RECORDS FOR THE EXERCISE:
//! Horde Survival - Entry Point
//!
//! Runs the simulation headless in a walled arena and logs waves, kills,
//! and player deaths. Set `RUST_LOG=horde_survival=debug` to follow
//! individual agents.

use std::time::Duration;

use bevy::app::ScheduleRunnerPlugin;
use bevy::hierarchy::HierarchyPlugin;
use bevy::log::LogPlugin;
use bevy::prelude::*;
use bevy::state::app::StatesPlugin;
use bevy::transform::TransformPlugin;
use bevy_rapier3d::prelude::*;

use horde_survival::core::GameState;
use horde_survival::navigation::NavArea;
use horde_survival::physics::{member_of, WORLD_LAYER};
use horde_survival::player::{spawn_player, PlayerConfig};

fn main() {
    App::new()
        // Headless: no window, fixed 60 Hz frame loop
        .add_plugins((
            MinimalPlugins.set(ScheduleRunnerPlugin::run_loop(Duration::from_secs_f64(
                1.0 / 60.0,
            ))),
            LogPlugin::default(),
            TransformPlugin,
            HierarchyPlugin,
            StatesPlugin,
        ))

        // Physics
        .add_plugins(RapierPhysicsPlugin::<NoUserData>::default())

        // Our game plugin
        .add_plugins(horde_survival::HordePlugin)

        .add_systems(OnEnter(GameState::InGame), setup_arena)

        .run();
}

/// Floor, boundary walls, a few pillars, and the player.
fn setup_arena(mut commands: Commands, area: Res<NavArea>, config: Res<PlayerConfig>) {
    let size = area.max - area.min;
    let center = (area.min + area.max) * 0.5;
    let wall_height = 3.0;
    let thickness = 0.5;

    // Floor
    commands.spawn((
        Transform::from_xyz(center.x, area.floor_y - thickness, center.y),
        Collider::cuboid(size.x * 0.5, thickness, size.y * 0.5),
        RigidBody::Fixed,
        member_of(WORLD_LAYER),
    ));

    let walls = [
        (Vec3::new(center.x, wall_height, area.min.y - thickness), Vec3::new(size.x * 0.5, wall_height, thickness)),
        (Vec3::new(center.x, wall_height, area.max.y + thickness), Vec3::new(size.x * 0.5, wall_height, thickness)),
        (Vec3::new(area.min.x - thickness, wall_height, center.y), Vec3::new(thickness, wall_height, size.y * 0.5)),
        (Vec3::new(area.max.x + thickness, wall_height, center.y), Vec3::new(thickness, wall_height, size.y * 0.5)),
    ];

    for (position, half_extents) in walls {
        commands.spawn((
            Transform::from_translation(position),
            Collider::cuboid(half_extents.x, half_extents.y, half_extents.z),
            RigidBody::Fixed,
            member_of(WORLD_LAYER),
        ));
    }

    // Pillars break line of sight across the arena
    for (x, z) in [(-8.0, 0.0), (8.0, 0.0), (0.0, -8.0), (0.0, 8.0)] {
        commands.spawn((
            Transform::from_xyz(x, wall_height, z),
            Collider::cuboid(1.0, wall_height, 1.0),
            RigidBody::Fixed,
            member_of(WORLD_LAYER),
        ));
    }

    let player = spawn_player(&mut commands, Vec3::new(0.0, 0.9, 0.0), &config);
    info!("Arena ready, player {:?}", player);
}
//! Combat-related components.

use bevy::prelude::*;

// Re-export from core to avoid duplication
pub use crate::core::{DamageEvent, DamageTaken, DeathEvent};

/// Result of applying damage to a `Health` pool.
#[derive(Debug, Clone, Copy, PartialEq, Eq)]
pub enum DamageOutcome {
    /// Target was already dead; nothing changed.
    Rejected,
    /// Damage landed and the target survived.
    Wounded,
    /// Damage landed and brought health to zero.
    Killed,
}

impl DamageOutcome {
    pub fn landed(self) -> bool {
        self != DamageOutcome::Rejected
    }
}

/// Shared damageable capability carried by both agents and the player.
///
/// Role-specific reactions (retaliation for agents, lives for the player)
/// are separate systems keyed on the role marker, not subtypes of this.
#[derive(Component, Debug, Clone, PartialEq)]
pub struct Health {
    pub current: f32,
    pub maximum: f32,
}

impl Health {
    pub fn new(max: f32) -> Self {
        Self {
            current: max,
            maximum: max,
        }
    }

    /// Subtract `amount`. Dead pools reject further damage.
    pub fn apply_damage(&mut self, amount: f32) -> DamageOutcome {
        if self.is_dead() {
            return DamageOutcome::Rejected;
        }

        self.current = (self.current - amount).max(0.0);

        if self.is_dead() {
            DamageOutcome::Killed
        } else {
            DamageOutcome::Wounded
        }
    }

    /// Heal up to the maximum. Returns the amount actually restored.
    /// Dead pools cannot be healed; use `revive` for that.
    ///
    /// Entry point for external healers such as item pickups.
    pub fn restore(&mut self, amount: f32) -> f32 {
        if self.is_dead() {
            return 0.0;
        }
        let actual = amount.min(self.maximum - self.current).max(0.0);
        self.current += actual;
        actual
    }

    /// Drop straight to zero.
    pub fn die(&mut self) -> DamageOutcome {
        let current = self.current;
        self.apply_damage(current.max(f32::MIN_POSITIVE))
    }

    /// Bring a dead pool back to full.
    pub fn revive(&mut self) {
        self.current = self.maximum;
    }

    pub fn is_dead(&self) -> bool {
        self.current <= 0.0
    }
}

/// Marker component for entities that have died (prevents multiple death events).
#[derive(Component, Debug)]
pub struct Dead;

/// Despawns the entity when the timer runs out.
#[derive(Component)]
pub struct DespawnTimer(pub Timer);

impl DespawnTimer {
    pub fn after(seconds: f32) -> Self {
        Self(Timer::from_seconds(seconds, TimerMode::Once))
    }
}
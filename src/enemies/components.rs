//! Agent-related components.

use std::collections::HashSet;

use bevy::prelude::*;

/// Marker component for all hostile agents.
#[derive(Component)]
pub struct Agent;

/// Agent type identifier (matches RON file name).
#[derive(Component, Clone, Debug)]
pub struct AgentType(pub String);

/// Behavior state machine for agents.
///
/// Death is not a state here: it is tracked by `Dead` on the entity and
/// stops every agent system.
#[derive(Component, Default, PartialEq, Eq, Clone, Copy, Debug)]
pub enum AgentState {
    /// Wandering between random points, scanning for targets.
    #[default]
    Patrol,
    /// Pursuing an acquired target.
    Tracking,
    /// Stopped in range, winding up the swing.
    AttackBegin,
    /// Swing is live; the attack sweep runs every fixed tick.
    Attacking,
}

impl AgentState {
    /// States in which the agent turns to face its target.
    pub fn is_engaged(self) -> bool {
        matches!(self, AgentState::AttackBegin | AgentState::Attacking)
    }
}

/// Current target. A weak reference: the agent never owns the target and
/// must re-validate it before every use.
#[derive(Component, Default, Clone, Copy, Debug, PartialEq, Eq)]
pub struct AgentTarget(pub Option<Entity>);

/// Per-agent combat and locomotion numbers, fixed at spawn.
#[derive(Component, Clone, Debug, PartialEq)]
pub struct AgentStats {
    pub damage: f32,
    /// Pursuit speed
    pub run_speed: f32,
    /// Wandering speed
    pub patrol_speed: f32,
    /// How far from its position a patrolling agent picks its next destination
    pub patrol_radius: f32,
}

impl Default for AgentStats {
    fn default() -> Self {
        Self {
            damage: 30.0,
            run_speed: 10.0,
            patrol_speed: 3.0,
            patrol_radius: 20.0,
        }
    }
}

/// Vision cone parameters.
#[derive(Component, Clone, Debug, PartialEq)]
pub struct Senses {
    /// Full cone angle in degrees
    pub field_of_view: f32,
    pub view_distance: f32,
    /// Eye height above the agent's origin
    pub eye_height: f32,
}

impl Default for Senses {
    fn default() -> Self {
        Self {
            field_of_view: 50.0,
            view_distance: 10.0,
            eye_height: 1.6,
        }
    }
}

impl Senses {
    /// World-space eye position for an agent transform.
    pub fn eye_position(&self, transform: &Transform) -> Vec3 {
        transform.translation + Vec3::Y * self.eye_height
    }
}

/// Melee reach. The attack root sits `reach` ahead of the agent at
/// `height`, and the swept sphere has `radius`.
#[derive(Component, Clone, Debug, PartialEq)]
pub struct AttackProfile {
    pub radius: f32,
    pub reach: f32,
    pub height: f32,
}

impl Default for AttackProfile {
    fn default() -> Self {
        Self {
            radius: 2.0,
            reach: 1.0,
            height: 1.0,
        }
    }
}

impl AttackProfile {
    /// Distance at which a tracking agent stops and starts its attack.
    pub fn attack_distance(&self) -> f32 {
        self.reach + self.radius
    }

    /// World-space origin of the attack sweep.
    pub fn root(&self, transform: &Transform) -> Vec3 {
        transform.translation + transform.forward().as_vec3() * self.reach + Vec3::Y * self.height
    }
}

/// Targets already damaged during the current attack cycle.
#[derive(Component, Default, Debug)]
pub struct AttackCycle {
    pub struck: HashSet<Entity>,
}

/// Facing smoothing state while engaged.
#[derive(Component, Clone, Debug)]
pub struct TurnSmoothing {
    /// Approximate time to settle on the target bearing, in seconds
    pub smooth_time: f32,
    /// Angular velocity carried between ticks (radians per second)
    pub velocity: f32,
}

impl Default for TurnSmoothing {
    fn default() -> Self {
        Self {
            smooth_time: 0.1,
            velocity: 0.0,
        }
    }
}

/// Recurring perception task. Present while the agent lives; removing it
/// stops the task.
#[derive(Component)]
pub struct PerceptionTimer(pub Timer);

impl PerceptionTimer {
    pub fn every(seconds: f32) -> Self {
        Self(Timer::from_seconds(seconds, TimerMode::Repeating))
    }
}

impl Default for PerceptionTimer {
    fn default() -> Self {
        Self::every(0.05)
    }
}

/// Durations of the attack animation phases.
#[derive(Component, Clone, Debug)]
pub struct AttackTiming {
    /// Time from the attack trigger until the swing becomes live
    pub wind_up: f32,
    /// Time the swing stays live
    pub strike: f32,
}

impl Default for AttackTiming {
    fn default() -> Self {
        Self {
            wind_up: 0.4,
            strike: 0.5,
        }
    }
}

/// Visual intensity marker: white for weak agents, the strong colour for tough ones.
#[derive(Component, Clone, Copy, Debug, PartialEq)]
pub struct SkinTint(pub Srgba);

BRIEF: Reproduce exactly the lines from the one containing "stops the task." through the last line of the records above, including both, and nothing else.

YOUR SOLUTION:
/// stops the task.
#[derive(Component)]
pub struct PerceptionTimer(pub Timer);

impl PerceptionTimer {
    pub fn every(seconds: f32) -> Self {
        Self(Timer::from_seconds(seconds, TimerMode::Repeating))
    }
}

impl Default for PerceptionTimer {
    fn default() -> Self {
        Self::every(0.05)
    }
}

/// Durations of the attack animation phases.
#[derive(Component, Clone, Debug)]
pub struct AttackTiming {
    /// Time from the attack trigger until the swing becomes live
    pub wind_up: f32,
    /// Time the swing stays live
    pub strike: f32,
}

impl Default for AttackTiming {
    fn default() -> Self {
        Self {
            wind_up: 0.4,
            strike: 0.5,
        }
    }
}

/// Visual intensity marker: white for weak agents, the strong colour for tough ones.
#[derive(Component, Clone, Copy, Debug, PartialEq)]
pub struct SkinTint(pub Srgba);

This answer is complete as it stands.